(WORKING DATA Opens)
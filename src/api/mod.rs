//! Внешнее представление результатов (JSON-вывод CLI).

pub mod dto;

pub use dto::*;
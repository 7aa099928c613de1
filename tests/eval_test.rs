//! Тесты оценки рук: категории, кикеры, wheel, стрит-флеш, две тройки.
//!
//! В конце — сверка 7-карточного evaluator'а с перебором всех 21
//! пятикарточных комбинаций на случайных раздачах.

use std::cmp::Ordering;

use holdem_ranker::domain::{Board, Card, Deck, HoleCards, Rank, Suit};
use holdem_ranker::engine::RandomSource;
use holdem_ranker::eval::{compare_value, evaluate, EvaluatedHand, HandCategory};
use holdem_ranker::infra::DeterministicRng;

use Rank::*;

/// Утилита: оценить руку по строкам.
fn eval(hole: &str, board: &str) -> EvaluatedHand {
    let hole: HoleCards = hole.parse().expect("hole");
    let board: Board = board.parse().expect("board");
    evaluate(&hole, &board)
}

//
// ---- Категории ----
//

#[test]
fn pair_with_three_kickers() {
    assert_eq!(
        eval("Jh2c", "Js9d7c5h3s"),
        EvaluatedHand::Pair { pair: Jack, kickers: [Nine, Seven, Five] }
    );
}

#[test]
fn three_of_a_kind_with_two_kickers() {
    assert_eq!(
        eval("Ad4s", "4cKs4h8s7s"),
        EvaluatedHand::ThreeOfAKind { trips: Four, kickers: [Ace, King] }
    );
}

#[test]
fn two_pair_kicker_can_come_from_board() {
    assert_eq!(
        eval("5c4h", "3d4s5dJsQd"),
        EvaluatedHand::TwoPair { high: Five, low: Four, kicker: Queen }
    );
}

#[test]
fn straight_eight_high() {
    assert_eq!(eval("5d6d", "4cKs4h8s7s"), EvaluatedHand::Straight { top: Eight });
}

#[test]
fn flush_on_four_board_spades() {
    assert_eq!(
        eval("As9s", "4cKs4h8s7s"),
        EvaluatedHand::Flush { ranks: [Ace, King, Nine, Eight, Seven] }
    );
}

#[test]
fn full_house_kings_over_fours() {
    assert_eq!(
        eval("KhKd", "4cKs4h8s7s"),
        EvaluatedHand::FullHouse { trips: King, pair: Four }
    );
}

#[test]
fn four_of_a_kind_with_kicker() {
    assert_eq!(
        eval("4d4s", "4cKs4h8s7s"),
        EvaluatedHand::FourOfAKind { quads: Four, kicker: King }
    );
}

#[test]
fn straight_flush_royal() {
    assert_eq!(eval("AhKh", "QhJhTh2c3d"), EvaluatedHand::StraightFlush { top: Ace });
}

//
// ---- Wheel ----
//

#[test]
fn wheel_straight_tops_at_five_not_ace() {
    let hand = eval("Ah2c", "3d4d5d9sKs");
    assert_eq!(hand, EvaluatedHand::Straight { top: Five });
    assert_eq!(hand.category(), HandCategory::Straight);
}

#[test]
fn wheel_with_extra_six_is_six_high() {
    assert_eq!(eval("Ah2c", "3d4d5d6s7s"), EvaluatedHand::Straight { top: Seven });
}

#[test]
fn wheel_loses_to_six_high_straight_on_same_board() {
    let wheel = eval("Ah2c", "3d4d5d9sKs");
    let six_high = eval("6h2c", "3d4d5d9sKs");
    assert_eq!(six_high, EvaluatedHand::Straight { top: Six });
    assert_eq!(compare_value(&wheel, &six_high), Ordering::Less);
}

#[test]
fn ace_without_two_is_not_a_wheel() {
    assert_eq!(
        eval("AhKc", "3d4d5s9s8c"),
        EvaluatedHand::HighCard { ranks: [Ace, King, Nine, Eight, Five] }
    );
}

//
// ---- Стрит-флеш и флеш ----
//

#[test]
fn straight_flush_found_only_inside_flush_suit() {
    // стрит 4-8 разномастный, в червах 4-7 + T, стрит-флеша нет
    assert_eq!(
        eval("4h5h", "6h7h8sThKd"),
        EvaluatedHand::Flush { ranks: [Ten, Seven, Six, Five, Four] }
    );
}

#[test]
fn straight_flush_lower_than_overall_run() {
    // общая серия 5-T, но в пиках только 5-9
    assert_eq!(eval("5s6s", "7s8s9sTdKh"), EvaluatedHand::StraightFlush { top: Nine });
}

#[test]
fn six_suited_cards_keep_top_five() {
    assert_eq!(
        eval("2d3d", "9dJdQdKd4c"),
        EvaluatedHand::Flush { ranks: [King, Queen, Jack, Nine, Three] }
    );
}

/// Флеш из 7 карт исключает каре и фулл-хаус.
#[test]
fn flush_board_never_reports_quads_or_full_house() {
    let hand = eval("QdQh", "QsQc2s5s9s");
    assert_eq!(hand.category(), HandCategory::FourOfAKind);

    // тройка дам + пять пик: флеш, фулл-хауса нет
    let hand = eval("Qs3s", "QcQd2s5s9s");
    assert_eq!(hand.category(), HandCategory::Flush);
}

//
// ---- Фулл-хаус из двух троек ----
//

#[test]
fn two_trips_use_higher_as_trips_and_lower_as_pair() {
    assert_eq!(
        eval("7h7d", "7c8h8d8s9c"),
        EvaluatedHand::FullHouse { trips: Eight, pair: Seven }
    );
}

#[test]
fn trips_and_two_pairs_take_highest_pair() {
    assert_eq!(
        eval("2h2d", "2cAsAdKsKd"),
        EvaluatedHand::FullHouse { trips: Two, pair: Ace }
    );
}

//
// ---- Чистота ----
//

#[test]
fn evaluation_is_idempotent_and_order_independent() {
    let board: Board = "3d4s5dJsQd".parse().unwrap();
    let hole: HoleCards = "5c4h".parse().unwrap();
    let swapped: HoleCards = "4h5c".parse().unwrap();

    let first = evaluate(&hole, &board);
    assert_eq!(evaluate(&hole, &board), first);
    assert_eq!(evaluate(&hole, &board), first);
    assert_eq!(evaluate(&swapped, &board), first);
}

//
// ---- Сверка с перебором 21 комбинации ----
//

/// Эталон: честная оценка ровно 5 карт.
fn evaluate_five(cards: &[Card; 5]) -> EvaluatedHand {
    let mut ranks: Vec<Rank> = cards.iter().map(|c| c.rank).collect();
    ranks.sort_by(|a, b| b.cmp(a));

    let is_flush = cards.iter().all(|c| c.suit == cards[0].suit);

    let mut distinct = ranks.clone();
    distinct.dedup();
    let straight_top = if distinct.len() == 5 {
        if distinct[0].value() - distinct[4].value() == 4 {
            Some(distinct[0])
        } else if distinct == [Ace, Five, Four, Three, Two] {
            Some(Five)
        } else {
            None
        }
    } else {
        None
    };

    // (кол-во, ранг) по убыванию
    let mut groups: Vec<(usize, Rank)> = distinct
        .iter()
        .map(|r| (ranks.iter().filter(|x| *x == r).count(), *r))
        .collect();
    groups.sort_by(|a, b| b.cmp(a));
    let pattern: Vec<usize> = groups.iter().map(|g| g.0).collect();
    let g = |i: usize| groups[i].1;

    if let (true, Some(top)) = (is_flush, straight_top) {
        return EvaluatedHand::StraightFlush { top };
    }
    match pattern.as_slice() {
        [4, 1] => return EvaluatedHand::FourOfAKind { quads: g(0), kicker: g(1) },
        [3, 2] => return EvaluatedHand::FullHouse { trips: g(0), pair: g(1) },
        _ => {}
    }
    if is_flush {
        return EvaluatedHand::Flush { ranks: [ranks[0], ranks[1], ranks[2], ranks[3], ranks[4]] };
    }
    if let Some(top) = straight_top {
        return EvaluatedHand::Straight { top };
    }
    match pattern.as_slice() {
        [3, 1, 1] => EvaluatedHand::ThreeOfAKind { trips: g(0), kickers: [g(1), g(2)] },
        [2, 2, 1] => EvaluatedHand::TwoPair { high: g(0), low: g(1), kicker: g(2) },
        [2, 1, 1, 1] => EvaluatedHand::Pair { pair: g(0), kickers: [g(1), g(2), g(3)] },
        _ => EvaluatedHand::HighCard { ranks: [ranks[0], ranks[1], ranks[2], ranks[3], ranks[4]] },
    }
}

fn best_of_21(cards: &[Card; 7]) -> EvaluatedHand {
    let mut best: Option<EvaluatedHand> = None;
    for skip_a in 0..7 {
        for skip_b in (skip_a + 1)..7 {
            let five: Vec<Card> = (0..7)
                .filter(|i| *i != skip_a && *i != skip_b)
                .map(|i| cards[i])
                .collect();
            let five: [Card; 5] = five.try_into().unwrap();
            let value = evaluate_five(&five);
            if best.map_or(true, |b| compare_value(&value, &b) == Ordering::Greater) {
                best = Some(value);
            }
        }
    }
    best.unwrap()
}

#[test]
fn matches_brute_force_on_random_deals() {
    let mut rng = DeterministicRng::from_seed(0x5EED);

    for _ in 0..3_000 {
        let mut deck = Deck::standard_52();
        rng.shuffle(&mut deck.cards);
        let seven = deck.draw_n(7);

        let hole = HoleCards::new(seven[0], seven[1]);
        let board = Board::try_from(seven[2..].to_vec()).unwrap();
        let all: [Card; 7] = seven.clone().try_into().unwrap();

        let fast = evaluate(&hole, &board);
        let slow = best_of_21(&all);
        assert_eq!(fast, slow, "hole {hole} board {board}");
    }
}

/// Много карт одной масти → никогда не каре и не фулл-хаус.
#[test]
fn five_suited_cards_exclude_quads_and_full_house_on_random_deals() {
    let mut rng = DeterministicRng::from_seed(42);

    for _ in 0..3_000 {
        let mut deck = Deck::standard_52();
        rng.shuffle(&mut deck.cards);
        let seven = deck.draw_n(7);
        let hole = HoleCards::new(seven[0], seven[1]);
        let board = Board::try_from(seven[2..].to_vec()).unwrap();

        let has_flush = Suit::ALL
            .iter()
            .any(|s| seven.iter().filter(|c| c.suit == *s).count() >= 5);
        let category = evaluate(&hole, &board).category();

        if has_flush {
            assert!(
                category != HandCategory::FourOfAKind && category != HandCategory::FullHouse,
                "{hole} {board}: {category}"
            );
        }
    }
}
(WORKING DATA Closes)
All lines above from the one holding "ranks.sort_by(|a, b| b.cmp(a));" to the one holding "else if distinct", inclusive, are to be copied exactly; no other line is wanted.

▸ RESULT
    ranks.sort_by(|a, b| b.cmp(a));

    let is_flush = cards.iter().all(|c| c.suit == cards[0].suit);

    let mut distinct = ranks.clone();
    distinct.dedup();
    let straight_top = if distinct.len() == 5 {
        if distinct[0].value() - distinct[4].value() == 4 {
            Some(distinct[0])
        } else if distinct == [Ace, Five, Four, Three, Two] {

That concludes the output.